= Beginning of Section =

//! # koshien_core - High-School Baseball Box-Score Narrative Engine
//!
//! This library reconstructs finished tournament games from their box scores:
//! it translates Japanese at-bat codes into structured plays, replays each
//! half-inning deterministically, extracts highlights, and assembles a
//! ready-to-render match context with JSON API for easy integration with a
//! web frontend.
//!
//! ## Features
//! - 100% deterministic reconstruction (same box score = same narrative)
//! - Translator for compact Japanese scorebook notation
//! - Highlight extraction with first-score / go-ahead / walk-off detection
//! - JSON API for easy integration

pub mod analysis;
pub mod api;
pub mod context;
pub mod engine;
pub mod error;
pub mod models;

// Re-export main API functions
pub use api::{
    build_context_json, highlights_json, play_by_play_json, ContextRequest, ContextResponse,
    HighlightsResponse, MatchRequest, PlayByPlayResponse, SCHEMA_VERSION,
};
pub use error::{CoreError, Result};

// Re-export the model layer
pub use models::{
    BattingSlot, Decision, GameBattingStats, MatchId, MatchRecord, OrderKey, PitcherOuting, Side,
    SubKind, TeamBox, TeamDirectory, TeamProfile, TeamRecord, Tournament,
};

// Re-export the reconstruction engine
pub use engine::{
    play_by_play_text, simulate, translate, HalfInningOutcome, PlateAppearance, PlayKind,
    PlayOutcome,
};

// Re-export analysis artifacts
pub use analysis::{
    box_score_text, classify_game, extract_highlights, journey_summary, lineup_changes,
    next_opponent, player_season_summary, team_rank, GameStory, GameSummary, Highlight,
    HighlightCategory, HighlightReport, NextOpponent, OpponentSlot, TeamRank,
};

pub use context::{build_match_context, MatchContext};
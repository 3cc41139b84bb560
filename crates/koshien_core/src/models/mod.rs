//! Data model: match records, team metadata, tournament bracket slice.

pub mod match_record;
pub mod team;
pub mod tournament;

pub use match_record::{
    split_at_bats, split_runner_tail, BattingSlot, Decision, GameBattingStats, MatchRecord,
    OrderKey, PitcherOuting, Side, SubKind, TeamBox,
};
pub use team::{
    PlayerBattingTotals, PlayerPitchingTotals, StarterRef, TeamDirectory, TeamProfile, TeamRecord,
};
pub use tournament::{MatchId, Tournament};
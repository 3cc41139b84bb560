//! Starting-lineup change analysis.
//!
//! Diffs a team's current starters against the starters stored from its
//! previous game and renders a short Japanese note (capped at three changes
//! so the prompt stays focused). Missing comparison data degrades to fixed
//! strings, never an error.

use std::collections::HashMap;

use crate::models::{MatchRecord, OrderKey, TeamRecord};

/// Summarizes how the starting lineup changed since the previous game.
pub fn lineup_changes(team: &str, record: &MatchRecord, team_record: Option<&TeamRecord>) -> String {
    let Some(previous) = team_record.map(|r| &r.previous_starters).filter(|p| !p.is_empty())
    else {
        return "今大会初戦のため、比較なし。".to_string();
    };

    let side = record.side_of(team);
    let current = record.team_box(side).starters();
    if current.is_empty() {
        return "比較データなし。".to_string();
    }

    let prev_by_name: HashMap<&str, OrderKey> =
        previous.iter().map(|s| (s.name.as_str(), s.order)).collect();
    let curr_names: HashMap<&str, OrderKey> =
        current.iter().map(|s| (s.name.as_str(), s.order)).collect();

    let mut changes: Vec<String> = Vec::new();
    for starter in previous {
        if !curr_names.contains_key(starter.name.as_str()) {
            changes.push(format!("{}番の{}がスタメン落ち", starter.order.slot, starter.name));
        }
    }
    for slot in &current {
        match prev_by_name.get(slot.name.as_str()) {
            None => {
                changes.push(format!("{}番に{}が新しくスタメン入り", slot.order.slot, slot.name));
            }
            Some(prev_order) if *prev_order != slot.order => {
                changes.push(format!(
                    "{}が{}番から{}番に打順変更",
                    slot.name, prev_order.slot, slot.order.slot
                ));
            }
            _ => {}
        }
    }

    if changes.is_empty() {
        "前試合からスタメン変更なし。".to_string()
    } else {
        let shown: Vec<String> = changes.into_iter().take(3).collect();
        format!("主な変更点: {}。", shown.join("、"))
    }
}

= End of Section =
= Beginning of Section =

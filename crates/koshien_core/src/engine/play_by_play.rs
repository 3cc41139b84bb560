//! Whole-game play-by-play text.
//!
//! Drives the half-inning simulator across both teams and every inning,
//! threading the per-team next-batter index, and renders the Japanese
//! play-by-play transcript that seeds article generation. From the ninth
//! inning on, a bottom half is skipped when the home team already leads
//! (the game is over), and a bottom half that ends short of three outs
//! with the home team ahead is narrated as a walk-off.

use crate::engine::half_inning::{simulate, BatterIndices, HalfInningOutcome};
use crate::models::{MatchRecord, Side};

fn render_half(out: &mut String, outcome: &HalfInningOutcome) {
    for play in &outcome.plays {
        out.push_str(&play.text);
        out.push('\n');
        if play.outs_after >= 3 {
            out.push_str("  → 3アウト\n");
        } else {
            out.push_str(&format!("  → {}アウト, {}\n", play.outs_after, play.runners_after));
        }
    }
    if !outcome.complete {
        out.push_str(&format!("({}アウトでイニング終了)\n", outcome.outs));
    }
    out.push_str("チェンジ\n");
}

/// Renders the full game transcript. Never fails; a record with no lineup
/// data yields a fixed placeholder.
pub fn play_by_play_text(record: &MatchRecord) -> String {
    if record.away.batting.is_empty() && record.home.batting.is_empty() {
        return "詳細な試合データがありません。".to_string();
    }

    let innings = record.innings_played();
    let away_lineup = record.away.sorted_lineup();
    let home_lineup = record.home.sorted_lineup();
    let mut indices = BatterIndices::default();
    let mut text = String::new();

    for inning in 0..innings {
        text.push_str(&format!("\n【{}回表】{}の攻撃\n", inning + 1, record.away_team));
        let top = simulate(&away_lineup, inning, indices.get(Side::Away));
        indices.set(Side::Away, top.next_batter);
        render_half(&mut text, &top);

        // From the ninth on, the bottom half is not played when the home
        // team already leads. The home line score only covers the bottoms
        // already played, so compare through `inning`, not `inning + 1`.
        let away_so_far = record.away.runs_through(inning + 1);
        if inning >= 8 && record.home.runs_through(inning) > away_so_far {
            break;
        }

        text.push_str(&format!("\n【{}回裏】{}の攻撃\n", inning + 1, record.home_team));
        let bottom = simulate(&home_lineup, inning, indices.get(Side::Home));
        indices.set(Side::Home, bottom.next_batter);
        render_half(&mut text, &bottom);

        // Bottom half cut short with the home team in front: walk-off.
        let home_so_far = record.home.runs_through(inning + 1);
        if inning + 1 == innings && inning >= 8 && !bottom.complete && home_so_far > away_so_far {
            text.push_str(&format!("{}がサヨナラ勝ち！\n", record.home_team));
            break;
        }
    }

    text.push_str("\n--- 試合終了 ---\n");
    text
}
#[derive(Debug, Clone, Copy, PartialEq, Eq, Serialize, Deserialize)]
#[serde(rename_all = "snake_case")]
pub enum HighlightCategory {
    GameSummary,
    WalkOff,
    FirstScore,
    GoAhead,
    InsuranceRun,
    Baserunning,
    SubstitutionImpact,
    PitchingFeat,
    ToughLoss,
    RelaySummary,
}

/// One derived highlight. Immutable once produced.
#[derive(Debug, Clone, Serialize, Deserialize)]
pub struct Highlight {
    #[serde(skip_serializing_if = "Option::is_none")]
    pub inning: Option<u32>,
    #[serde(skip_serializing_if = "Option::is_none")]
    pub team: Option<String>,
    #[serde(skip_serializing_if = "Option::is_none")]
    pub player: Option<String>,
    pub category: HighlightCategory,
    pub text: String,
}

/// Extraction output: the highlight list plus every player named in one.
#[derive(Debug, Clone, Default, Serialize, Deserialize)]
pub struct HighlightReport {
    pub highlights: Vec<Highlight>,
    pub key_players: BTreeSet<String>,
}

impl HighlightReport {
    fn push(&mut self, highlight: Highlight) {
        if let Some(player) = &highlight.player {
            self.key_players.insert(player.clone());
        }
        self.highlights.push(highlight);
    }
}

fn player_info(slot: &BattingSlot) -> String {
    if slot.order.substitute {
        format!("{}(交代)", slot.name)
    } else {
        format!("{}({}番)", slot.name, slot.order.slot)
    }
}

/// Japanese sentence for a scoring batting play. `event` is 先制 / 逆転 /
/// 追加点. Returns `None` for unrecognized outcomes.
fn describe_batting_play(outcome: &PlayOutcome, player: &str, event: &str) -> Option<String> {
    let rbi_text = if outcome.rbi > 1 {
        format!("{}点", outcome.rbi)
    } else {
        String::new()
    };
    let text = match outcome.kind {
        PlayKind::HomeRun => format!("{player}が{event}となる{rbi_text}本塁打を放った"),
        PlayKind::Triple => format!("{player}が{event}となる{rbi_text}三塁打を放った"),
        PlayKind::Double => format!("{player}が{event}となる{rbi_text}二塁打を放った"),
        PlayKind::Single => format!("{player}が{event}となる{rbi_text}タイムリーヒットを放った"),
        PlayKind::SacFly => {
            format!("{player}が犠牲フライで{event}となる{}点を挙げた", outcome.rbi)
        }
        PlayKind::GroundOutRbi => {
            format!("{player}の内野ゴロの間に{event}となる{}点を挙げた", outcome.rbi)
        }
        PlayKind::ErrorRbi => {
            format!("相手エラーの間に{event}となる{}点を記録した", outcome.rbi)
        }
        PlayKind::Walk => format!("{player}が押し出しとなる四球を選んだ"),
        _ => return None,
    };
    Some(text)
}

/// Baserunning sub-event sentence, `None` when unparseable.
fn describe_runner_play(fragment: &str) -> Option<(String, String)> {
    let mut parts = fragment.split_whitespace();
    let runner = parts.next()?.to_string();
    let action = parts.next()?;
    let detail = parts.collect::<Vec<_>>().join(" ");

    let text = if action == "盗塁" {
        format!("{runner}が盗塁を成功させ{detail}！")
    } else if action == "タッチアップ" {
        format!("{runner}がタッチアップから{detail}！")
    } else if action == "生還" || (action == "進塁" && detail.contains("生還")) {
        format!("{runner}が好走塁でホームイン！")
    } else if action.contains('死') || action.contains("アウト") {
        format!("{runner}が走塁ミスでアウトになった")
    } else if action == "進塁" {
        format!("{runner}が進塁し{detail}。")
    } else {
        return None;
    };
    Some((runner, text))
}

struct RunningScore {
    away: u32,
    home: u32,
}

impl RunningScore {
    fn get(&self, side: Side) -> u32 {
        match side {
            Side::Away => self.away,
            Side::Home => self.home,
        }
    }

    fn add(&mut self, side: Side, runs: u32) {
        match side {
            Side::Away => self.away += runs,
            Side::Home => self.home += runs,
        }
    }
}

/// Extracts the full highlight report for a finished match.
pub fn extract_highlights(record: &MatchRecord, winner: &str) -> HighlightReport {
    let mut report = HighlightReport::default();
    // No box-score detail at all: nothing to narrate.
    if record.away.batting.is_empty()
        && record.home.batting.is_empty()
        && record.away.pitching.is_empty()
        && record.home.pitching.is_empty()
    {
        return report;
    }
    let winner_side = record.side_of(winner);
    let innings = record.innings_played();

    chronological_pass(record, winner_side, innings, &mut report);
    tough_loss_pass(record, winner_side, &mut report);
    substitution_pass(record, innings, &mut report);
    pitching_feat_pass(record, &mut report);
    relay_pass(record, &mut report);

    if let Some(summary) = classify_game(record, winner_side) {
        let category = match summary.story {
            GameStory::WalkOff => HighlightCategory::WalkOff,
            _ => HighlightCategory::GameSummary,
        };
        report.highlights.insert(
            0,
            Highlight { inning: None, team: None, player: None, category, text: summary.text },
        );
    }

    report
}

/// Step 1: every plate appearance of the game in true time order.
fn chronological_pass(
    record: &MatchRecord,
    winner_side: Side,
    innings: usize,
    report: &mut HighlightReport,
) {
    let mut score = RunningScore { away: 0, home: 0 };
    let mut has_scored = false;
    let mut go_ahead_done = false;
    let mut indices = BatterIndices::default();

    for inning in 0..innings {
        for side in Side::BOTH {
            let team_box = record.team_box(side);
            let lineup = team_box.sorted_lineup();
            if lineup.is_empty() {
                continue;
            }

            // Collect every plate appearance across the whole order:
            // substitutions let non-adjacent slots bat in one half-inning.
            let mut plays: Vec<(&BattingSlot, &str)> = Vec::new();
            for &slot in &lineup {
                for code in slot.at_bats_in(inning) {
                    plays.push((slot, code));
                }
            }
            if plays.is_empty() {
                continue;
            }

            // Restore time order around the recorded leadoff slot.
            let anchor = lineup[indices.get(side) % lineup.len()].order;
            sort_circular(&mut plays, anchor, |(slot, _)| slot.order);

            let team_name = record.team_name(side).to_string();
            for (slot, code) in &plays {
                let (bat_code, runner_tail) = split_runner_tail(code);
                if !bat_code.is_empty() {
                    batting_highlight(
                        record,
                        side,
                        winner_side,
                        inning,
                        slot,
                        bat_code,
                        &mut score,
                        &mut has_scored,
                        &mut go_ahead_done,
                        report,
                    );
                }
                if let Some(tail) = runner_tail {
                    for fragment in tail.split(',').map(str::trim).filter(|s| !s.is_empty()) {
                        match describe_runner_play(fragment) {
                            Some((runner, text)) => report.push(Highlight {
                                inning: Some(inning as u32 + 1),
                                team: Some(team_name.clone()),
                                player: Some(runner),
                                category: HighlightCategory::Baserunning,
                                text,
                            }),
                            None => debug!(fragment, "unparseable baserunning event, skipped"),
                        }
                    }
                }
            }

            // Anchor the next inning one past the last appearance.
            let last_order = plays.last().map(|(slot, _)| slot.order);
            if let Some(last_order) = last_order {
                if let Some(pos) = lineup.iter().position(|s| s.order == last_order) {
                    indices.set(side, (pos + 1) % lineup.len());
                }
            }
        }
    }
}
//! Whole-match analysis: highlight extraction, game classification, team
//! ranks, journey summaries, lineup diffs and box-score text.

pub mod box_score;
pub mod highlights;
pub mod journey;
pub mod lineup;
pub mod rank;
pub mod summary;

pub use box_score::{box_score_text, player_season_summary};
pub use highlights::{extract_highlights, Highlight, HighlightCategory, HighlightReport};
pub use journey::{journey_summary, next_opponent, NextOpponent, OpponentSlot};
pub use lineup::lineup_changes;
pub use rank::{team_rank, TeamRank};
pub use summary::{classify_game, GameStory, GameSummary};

= End of Section =
= Beginning of Section =

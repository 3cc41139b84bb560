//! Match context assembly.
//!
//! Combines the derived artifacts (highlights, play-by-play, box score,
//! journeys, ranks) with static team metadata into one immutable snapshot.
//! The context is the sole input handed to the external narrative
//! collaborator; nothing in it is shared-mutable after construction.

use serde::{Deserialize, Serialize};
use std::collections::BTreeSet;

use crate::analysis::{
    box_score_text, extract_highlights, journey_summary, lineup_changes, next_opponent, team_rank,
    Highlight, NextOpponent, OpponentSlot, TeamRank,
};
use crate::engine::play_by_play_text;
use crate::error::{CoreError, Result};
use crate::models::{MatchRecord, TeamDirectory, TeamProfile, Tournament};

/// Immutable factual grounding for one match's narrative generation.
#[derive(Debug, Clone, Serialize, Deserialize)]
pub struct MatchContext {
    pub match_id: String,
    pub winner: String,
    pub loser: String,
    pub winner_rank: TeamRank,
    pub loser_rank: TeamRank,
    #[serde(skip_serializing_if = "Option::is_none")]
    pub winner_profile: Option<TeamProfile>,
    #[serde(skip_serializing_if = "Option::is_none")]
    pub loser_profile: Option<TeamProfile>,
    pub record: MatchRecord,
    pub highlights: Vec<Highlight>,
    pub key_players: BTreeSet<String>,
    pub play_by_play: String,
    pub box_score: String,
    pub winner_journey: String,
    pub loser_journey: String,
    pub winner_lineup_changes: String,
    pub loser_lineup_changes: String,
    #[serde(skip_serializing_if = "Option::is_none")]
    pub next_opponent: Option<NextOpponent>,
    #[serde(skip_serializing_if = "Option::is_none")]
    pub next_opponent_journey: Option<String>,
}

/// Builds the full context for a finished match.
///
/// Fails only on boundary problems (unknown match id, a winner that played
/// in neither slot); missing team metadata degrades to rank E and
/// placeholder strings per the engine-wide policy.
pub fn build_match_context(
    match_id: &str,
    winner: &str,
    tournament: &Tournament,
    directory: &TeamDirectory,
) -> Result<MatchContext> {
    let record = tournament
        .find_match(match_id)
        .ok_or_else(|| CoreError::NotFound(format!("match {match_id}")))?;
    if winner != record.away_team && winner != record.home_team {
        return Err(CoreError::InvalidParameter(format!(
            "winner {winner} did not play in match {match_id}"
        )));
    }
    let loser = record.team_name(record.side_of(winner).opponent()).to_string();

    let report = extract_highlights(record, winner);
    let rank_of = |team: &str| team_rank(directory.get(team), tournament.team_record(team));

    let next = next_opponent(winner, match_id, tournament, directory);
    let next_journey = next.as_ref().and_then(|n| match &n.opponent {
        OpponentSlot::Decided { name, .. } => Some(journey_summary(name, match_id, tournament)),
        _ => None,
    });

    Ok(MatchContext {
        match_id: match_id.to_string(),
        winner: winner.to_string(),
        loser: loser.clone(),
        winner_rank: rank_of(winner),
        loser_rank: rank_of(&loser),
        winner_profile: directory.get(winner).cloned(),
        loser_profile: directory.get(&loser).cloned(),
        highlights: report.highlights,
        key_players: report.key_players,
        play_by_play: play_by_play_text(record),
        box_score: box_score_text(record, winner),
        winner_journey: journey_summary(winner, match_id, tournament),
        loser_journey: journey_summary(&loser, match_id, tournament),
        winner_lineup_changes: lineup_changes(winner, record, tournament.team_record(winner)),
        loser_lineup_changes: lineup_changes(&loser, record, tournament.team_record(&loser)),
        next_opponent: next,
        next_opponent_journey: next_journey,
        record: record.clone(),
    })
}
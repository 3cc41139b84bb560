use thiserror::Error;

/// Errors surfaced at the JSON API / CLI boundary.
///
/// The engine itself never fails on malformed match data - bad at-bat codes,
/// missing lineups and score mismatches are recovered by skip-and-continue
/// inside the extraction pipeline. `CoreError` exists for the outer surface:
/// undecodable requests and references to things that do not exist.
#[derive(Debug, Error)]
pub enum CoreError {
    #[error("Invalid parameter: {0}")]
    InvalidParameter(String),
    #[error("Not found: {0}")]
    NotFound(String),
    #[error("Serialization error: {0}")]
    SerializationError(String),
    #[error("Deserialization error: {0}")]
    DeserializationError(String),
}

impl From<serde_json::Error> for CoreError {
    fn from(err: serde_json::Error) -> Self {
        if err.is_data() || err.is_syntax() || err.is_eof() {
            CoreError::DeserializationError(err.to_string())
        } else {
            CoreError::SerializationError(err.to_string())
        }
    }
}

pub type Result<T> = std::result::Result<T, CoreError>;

= End of Section =

# Assignment:
Would you show each line of the material above that contains the string "NotFound"?

# Task result:
        .ok_or_else(|| CoreError::NotFound(format!("match {match_id}")))?;
    NotFound(String),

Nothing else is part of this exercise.